Psychiatrist: You said schizoaffective, but the consult order said bipolar!!!

[whooping and high fives heard over the phone]

Internal Medicine: ….yeah, but…

Psychiatrist: If you want to consult us about shizoaffective, you’ll have to cancel that order and put in a new one, but we don’t take consults after 2 PM!

[The distinctive pop of a champagne cork is heard over the phone]

 

2.  Question. Everything.

Internal Medicine: Hey, we’ve got a woman in her late 40s with 1 day of RUQ pain, febrile, white count, D bili of 5, and alk phos 900. History of gallstones. You guys mind taking a look at her? Ultrasound shows pericholecystic fluid.  I’m pretty confident this is cholecystitis.

Surgery: Is that so?

Internal Medicine: …I think so.

Surgery: What’s her baseline alk phos? What type of pain is is it? When was her last CT? Who diagnosed these gallstones? Is she really a woman? How febrile is she? How long has she had this pain for? Who did the ultrasound? Who won the democratic presidential nomination in 1924? When –

Internal Medicine: Wait, so are you going to see her?

Surgery: Call us back when you have more of the history.

 

3. The Tautological Defense.

Internal Medicine: Good afternoon, esteemed colleague!

Dermatology: What’s up?

Internal Medicine: It’s a guy with really bad stevens johnsons. I’m not too comfortable managing it, wondering if you could help with some recs.

Dermatology: So if it’s an emergency, the on-call resident usually just sees them in the ER.

Internal Medicine: OK, but the ER admitted them.

Dermatology:  Right, but we actually don’t see floor patients, just ER emergencies. If it’s a floor patient, we just schedule them in clinic as outpatient.

Internal Medicine: It’s really bad, dude.

Dermatology: But the ER didn’t call.

Internal Medicine: I know!

Dermatology: Exactly.

Internal Medicine: What?

Dermatology: We’ll see them in clinic on Tuesday.

 

4. Subtly undermine their credentials.

Internal Medicine: Hey, sorry to bother you guys, but we’ve got a COPDer who’s not responding to his nebs and is on a venturi now. We’d like you guys to take a look.

Pulmonology: Who is this?

Internal Medicine: Gen Med. I’m the intern.

Pulmonology: Where’s your upper level?

Internal Medicine: She’s in clinic all day today.

Pulmonology: Yeah, usually the upper level will just consult us directly.

Internal Medicine: But I went over the case with her, she asked me to consult you guys.

Pulmonology: Nice try, bud. I’ll be looking out for her call. Tomorrow.

 

5. The “I’m on your side.”

Internal Medicine: Hey, can y’all see this one today? It’s Jones, the 70 year old with prostate cancer and urethral strictures. Rising Creatinine. You saw him in clinic.

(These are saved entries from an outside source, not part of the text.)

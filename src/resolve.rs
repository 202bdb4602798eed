//! Scope resolution
//!
//! Runs once over a freshly parsed program and fixes the `ScopeKind` of
//! every `Name`, plus the capture list of every `def`. A function that
//! reads a local of an enclosing function captures it, and so does every
//! function in between, so the value can be threaded down when closures
//! are created.

use std::collections::HashSet;
use std::rc::Rc;

use crate::ast::*;

struct FunctionScope {
    name: Ident,
    locals: HashSet<Ident>,
    captures: Vec<Ident>,
}

struct Resolver {
    module_names: HashSet<Ident>,
    scopes: Vec<FunctionScope>,
}

pub fn resolve_program(program: &mut Program) {
    let mut resolver = Resolver {
        module_names: assigned_names(&program.body),
        scopes: Vec::new(),
    };
    for stmt in &mut program.body {
        resolver.stmt(stmt);
    }
}

/// Names bound directly by a block: assignment targets and `def` names
pub(crate) fn assigned_names(body: &[Stmt]) -> HashSet<Ident> {
    body.iter()
        .filter_map(|stmt| match &stmt.node {
            StmtKind::Assign { target, .. } => Some(target.ident.clone()),
            StmtKind::Def(def) => Some(def.name.ident.clone()),
            _ => None,
        })
        .collect()
}

impl Resolver {
    fn classify(&mut self, ident: &Ident) -> ScopeKind {
        let Some(innermost) = self.scopes.len().checked_sub(1) else {
            return self.global_or_free(ident);
        };
        if self.scopes[innermost].locals.contains(ident) {
            return ScopeKind::Local;
        }

        let owner = (0..innermost).rev().find(|&k| self.scopes[k].locals.contains(ident));
        match owner {
            Some(owner) => {
                for level in owner + 1..=innermost {
                    // a function naming itself is served from the callee
                    let self_reference = level == owner + 1 && self.scopes[level].name == *ident;
                    let scope = &mut self.scopes[level];
                    if !self_reference && !scope.captures.contains(ident) {
                        scope.captures.push(ident.clone());
                    }
                }
                ScopeKind::ClosedOver
            }
            None => self.global_or_free(ident),
        }
    }

    fn global_or_free(&self, ident: &Ident) -> ScopeKind {
        if self.module_names.contains(ident) {
            ScopeKind::Global
        } else {
            ScopeKind::Free
        }
    }

    /// Scope of a name being bound in the current block
    fn binding_scope(&self) -> ScopeKind {
        if self.scopes.is_empty() {
            ScopeKind::Global
        } else {
            ScopeKind::Local
        }
    }

    fn stmt(&mut self, stmt: &mut Stmt) {
        match &mut stmt.node {
            StmtKind::Def(def) => {
                let scope = self.binding_scope();
                let def = Rc::make_mut(def);
                def.name.scope = scope;
                self.function(def);
            }
            StmtKind::Return(value) => {
                if let Some(value) = value {
                    self.expr(value);
                }
            }
            StmtKind::Print { values, .. } => {
                for value in values {
                    self.expr(value);
                }
            }
            StmtKind::Assign { target, value, .. } => {
                self.expr(value);
                target.scope = self.binding_scope();
            }
            StmtKind::Expr(expr) => self.expr(expr),
            StmtKind::Pass => {}
        }
    }

    fn function(&mut self, def: &mut FunctionDef) {
        // defaults run in the defining scope
        for param in &mut def.params {
            if let Some(default) = &mut param.default {
                self.expr(default);
            }
        }

        let mut locals = assigned_names(&def.body);
        locals.extend(def.params.iter().map(|p| p.name.clone()));
        self.scopes.push(FunctionScope {
            name: def.name.ident.clone(),
            locals,
            captures: Vec::new(),
        });
        for stmt in &mut def.body {
            self.stmt(stmt);
        }
        if let Some(scope) = self.scopes.pop() {
            def.captures = scope.captures;
        }
    }

    fn expr(&mut self, expr: &mut Expr) {
        match &mut expr.node {
            ExprKind::Literal(_) => {}
            ExprKind::Name(name) => name.scope = self.classify(&name.ident),
            ExprKind::Unary { operand, .. } => self.expr(Rc::make_mut(operand)),
            ExprKind::Binary { left, right, .. } | ExprKind::Logical { left, right, .. } => {
                self.expr(Rc::make_mut(left));
                self.expr(Rc::make_mut(right));
            }
            ExprKind::Compare { first, rest } => {
                self.expr(Rc::make_mut(first));
                for (_, operand) in rest {
                    self.expr(operand);
                }
            }
            ExprKind::Ternary {
                cond,
                then_branch,
                else_branch,
            } => {
                self.expr(Rc::make_mut(cond));
                self.expr(Rc::make_mut(then_branch));
                self.expr(Rc::make_mut(else_branch));
            }
            ExprKind::Call { callee, args } => {
                self.expr(Rc::make_mut(callee));
                for arg in args {
                    match arg {
                        Arg::Positional(value) | Arg::Keyword(_, value) => self.expr(value),
                    }
                }
            }
            ExprKind::Member { target, .. } => self.expr(Rc::make_mut(target)),
            ExprKind::Index { target, index } => {
                self.expr(Rc::make_mut(target));
                self.expr(Rc::make_mut(index));
            }
            ExprKind::Tuple(items) => {
                for item in items {
                    self.expr(item);
                }
            }
        }
    }
}

#[cfg(test)]
mod tests {
    use crate::ast::*;
    use crate::parser::parse;

    fn def_named<'a>(body: &'a [Stmt], name: &str) -> &'a FunctionDef {
        body.iter()
            .find_map(|s| match &s.node {
                StmtKind::Def(def) if &*def.name.ident == name => Some(def.as_ref()),
                _ => None,
            })
            .unwrap()
    }

    fn return_name_scope(def: &FunctionDef) -> ScopeKind {
        def.body
            .iter()
            .find_map(|s| match &s.node {
                StmtKind::Return(Some(Spanned {
                    node: ExprKind::Name(name),
                    ..
                })) => Some(name.scope),
                _ => None,
            })
            .unwrap()
    }

    #[test]
    fn module_and_local_scopes() {
        let program = parse("g = 1\ndef f(a):\n    b = a\n    return g\n", "<test>").unwrap();
        let f = def_named(&program.body, "f");
        assert_eq!(f.name.scope, ScopeKind::Global);
        assert_eq!(return_name_scope(f), ScopeKind::Global);
        assert!(f.captures.is_empty());
    }

    #[test]
    fn unknown_names_are_free() {
        let program = parse("def f():\n    return host_value\n", "<test>").unwrap();
        assert_eq!(return_name_scope(def_named(&program.body, "f")), ScopeKind::Free);
    }

    #[test]
    fn captures_thread_through_intermediate_functions() {
        let src = "def outer(x):\n    def middle():\n        def inner():\n            return x\n        return inner\n    return middle\n";
        let program = parse(src, "<test>").unwrap();
        let outer = def_named(&program.body, "outer");
        let middle = def_named(&outer.body, "middle");
        let inner = def_named(&middle.body, "inner");
        assert!(outer.captures.is_empty());
        assert_eq!(&*middle.captures, &[Ident::from("x")]);
        assert_eq!(&*inner.captures, &[Ident::from("x")]);
        assert_eq!(return_name_scope(inner), ScopeKind::ClosedOver);
        assert_eq!(return_name_scope(middle), ScopeKind::Local);
    }

    #[test]
    fn self_reference_is_not_captured() {
        let src = "def outer():\n    def again(n):\n        return again\n    return again\n";
        let program = parse(src, "<test>").unwrap();
        let again = def_named(&def_named(&program.body, "outer").body, "again");
        assert!(again.captures.is_empty());
        assert_eq!(return_name_scope(again), ScopeKind::ClosedOver);
    }
}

Urology: Hey, thanks for checking in.

Internal Medicine: Yeah. You guys gonna take him back to the OR?

Urology: Good question. I don’t know, man. My attending can be really weird with some of these soft consults.

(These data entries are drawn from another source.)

impl<'a> Lexer<'a> {
    pub fn new(input: &'a str) -> Self {
        Self {
            input,
            state: LexerState {
                pos: 0,
                indents: vec![0],
                pending: VecDeque::new(),
                depth: 0,
                at_line_start: true,
                line_has_tokens: false,
                finished: false,
            },
        }
    }

    pub fn input(&self) -> &'a str {
        self.input
    }

    pub fn snapshot(&self) -> LexerState {
        self.state.clone()
    }

    pub fn restore(&mut self, state: LexerState) {
        self.state = state;
    }

    pub fn tokenize(mut self) -> Result<Vec<SpannedToken>, LexError> {
        let mut tokens = Vec::new();
        loop {
            let tok = self.next_token()?;
            let is_eof = tok.token == Token::Eof;
            tokens.push(tok);
            if is_eof {
                break;
            }
        }
        Ok(tokens)
    }

    fn peek(&self) -> Option<char> {
        self.input[self.state.pos..].chars().next()
    }

    fn peek_nth(&self, n: usize) -> Option<char> {
        self.input[self.state.pos..].chars().nth(n)
    }

    fn advance(&mut self) -> Option<char> {
        let c = self.peek()?;
        self.state.pos += c.len_utf8();
        Some(c)
    }

    fn span_from(&self, start: usize) -> Span {
        Span::new(start, self.state.pos)
    }

    fn skip_comment(&mut self) {
        while let Some(c) = self.peek() {
            if c == '\n' {
                break;
            }
            self.advance();
        }
    }

    /// Measure the indentation of the next non-blank line and queue the
    /// layout tokens it implies.
    fn read_indentation(&mut self) -> Result<(), LexError> {
        let width = loop {
            let mut width = 0;
            while matches!(self.peek(), Some(' ' | '\t' | '\x0c')) {
                width += 1;
                self.advance();
            }
            match self.peek() {
                Some('\n') | Some('\r') => {
                    self.advance();
                }
                Some('#') => self.skip_comment(),
                None => return Ok(()),
                Some(_) => break width,
            }
        };

        let here = Span::new(self.state.pos, self.state.pos);
        let top = self.state.indents.last().copied().unwrap_or(0);
        if width > top {
            self.state.indents.push(width);
            self.queue(Token::Indent, here);
        } else if width < top {
            while self.state.indents.last().is_some_and(|&level| level > width) {
                self.state.indents.pop();
                self.queue(Token::Dedent, here.clone());
            }
            if self.state.indents.last().copied().unwrap_or(0) != width {
                return Err(LexError::UnexpectedDedent(here));
            }
        }
        Ok(())
    }

    fn queue(&mut self, token: Token, span: Span) {
        self.state.pending.push_back(SpannedToken { token, span });
    }

    fn finish(&mut self) -> SpannedToken {
        let here = Span::new(self.state.pos, self.state.pos);
        if !self.state.finished {
            self.state.finished = true;
            if self.state.line_has_tokens {
                self.queue(Token::Newline, here.clone());
            }
            while self.state.indents.len() > 1 {
                self.state.indents.pop();
                self.queue(Token::Dedent, here.clone());
            }
        }
        self.state.pending.pop_front().unwrap_or(SpannedToken {
            token: Token::Eof,
            span: here,
        })
    }

    pub fn next_token(&mut self) -> Result<SpannedToken, LexError> {
        if let Some(tok) = self.state.pending.pop_front() {
            return Ok(tok);
        }
        if self.state.at_line_start && self.state.depth == 0 && !self.state.finished {
            self.state.at_line_start = false;
            self.read_indentation()?;
            if let Some(tok) = self.state.pending.pop_front() {
                self.state.line_has_tokens = true;
                return Ok(tok);
            }
        }

        loop {
            match self.peek() {
                Some(' ' | '\t' | '\r' | '\x0c') => {
                    self.advance();
                }
                Some('#') => self.skip_comment(),
                Some('\\') if matches!(self.peek_nth(1), Some('\n')) => {
                    self.advance();
                    self.advance();
                }
                Some('\n') => {
                    let start = self.state.pos;
                    self.advance();
                    if self.state.depth > 0 {
                        continue;
                    }
                    self.state.at_line_start = true;
                    if self.state.line_has_tokens {
                        self.state.line_has_tokens = false;
                        return Ok(SpannedToken {
                            token: Token::Newline,
                            span: self.span_from(start),
                        });
                    }
                    return self.next_token();
                }
                None => return Ok(self.finish()),
                Some(_) => break,
            }
        }

        let start = self.state.pos;
        let token = self.read_token(start)?;
        self.state.line_has_tokens = true;
        Ok(SpannedToken {
            token,
            span: self.span_from(start),
        })
    }

    fn read_token(&mut self, start: usize) -> Result<Token, LexError> {
        let c = match self.advance() {
            Some(c) => c,
            None => return Ok(Token::Eof),
        };

        let tok = match c {
            '(' | '[' => {
                self.state.depth += 1;
                if c == '(' { Token::LParen } else { Token::LBracket }
            }
            ')' | ']' => {
                self.state.depth = self.state.depth.saturating_sub(1);
                if c == ')' { Token::RParen } else { Token::RBracket }
            }
            ',' => Token::Comma,
            ':' => Token::Colon,
            '.' => Token::Dot,
            '?' => Token::Question,
            '~' => Token::Tilde,
            '^' => Token::Caret,
            '%' => Token::Percent,
            '+' => Token::Plus,
            '-' => Token::Minus,
            '=' => {
                if self.eat('=') {
                    if self.eat('=') { Token::EqEqEq } else { Token::EqEq }
                } else {
                    Token::Assign
                }
            }
            '!' => {
                if self.eat('=') {
                    if self.eat('=') { Token::NotEqEq } else { Token::NotEq }
                } else {
                    Token::Bang
                }
            }
            '<' => {
                if self.eat('=') {
                    Token::LtEq
                } else if self.eat('<') {
                    Token::Shl
                } else {
                    Token::Lt
                }
            }
            '>' => {
                if self.eat('=') {
                    Token::GtEq
                } else if self.eat('>') {
                    Token::Shr
                } else {
                    Token::Gt
                }
            }
            '*' => if self.eat('*') { Token::StarStar } else { Token::Star },
            '/' => if self.eat('/') { Token::SlashSlash } else { Token::Slash },
            '&' => if self.eat('&') { Token::AmpAmp } else { Token::Amp },
            '|' => if self.eat('|') { Token::PipePipe } else { Token::Pipe },
            '"' | '\'' => self.read_string(c, start)?,
            c if c.is_ascii_digit() => self.read_number(start)?,
            c if c.is_alphabetic() || c == '_' => {
                while self.peek().is_some_and(is_ident_continue) {
                    self.advance();
                }
                let word = &self.input[start..self.state.pos];
                Token::keyword(word).unwrap_or_else(|| Token::Ident(word.to_string()))
            }
            other => return Err(LexError::UnexpectedChar(other, self.span_from(start))),
        };
        Ok(tok)
    }

    fn eat(&mut self, expected: char) -> bool {
        if self.peek() == Some(expected) {
            self.advance();
            true
        } else {
            false
        }
    }

    fn read_number(&mut self, start: usize) -> Result<Token, LexError> {
        while self.peek().is_some_and(|c| c.is_ascii_digit()) {
            self.advance();
        }
        let mut has_point = false;
        if self.peek() == Some('.') && self.peek_nth(1).is_some_and(|c| c.is_ascii_digit()) {
            has_point = true;
            self.advance();
            while self.peek().is_some_and(|c| c.is_ascii_digit()) {
                self.advance();
            }
        }
        let digits_end = self.state.pos;

        let suffix = match self.peek() {
            Some(c) if is_ident_continue(c) => {
                self.advance();
                if self.peek().is_some_and(is_ident_continue) {
                    while self.peek().is_some_and(is_ident_continue) {
                        self.advance();
                    }
                    return Err(self.invalid_number(start));
                }
                Some(c.to_ascii_lowercase())
            }
            _ => None,
        };

        let text = &self.input[start..digits_end];
        let token = match suffix {
            Some('f') => text.parse().map(Token::Single).ok(),
            Some('d') => text.parse().map(Token::Float).ok(),
            Some('m') => Decimal::from_str(text).map(Token::Decimal).ok(),
            Some(_) => None,
            None if has_point => text.parse().map(Token::Float).ok(),
            None => match text.parse::<i64>() {
                Ok(n) => Some(Token::Int(n)),
                Err(_) => BigInt::from_str(text).map(Token::BigInt).ok(),
            },
        };
        token.ok_or_else(|| self.invalid_number(start))
    }

    fn invalid_number(&self, start: usize) -> LexError {
        LexError::InvalidNumber(self.input[start..self.state.pos].to_string(), self.span_from(start))
    }

    fn read_string(&mut self, quote: char, start: usize) -> Result<Token, LexError> {
        let mut text = String::new();
        loop {
            match self.advance() {
                None | Some('\n') => return Err(LexError::UnterminatedString(self.span_from(start))),
                Some(c) if c == quote => break,
                Some('\\') => text.push(self.read_escape()?),
                Some(c) => text.push(c),
            }
        }

        let mut chars = text.chars();
        match (quote, chars.next(), chars.next()) {
            ('\'', Some(c), None) => Ok(Token::Char(c)),
            _ => Ok(Token::Str(text)),
        }
    }

    fn read_escape(&mut self) -> Result<char, LexError> {
        let start = self.state.pos.saturating_sub(1);
        let c = self
            .advance()
            .ok_or_else(|| LexError::UnterminatedString(self.span_from(start)))?;
        let decoded = match c {
            '\\' => '\\',
            '\'' => '\'',
            '"' => '"',
            'n' => '\n',
            't' => '\t',
            'r' => '\r',
            'b' => '\x08',
            'e' => '\x1b',
            'a' => '\x07',
            'f' => '\x0c',
            'v' => '\x0b',
            'x' => self.read_code_point(16, 2, c, start)?,
            'u' => self.read_code_point(16, 4, c, start)?,
            'c' => match self.advance() {
                Some(ctl) if ctl.is_ascii() => char::from(ctl as u8 & 0x1f),
                _ => return Err(LexError::InvalidEscape(c, self.span_from(start))),
            },
            '0'..='7' => {
                let mut value = c.to_digit(8).unwrap_or(0);
                for _ in 0..2 {
                    match self.peek().and_then(|d| d.to_digit(8)) {
                        Some(d) => {
                            value = value * 8 + d;
                            self.advance();
                        }
                        None => break,
                    }
                }
                char::from_u32(value).ok_or_else(|| LexError::InvalidEscape(c, self.span_from(start)))?
            }
            other => return Err(LexError::InvalidEscape(other, self.span_from(start))),
        };
        Ok(decoded)
    }

    /// `\x` and `\u`: between one and `max_digits` digits
    fn read_code_point(&mut self, radix: u32, max_digits: usize, escape: char, start: usize) -> Result<char, LexError> {
        let mut value = 0u32;
        let mut count = 0;
        while count < max_digits {
            match self.peek().and_then(|d| d.to_digit(radix)) {
                Some(d) => {
                    value = value * radix + d;
                    self.advance();
                    count += 1;
                }
                None => break,
            }
        }
        if count == 0 {
            return Err(LexError::InvalidEscape(escape, self.span_from(start)));
        }
        char::from_u32(value).ok_or_else(|| LexError::InvalidEscape(escape, self.span_from(start)))
    }
}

Internal Medicine: What do you mean?

Urology: Trust me, I want to see them. Like I’ll even see them just by myself. But my attending has been super busy this week, and it seems like we just saw them in clinic, so you may have to hold off on the official consult until Monday. I know, man, it sucks, I know.

Internal Medicine: I see.

Urology: In my soul – deep down – I know that seeing them is the right thing to do. The moral clarity of your request shines brightly, as if a great, blazing  torch lit atop an echoing mountain of freedom. I stand with you. But I stand in silence.

Internist: …

Urology: Just consult on Monday.

 

6. And, if all else fails, use one of these lines:

  • “He doesn’t sound that sick.”
  • “We don’t generally get consulted for that.”
  • “Did you consult IR?”
  • “Something something evidence based.”
  • “Let me call you back after this case – it may take a few hours.”
  • “I’m just stepping out for a conference.”
  • “I’m rotating off service tomorrow – it may make sense to just hold off on that consult for a few days. Thanks!”

 

4 thoughts on “How to Dodge a Consult”

  1. Love this! Funny and utterly on point. It gets even worse when you try to transfer a patient to another hospital… xoxo your parental unit in psychiatry

  2. Both hilarious and indispensable! I would also add the multifaceted “technical difficulties” category: dead pager, broken pager, pager’s working just fine except for your pages, etc.

  3. Dr. Gold
    Consults:
    1) Should be Physician-to-Physician (Doc-2-Doc). When I received a call from a Nurse or Unit Secretary, I made certain I had the patient’s name, ward & bed number, AND the name of the requesting physician correct(I wrote them down, including the correct speellings. If not from the patient’s nurse, I asked to speak to them so I could get an accurate report of the patient’s condition, again I wrote this all down.
    2) Assuming patient was stable, I then went to patient’s floor, reviewed the chart-All to frequently no written consult order was written by nursing and almost never by referring physician. I reviewed all labs and medical diagnostic images. In many post-operative patient charts, no operative not was in the chart(and some not even dictated in system).
    3) I then contacted requesting physician, persistently (a problem if they weren’t on call then. None-the-less, I patiently went through covering doctors convincing them to have their colleague contact me.
    4) After listening to consulting physician’s comments, et cetera, I patiently explained my need for their direect knowledge and reason for requesting a consult. I requested they give a telephone order to patient’s nurse so a record of consult order existed. I also made certain-Did the requesting physician want an opinion only, an opinion and co-management(could I write orders?), or did the requesting physician wish me to take over care partially or totally. Before I hung up, I thanked the referring physician for all the information with which I was provided. I repeatedly mentioned my concern was the health of this patient.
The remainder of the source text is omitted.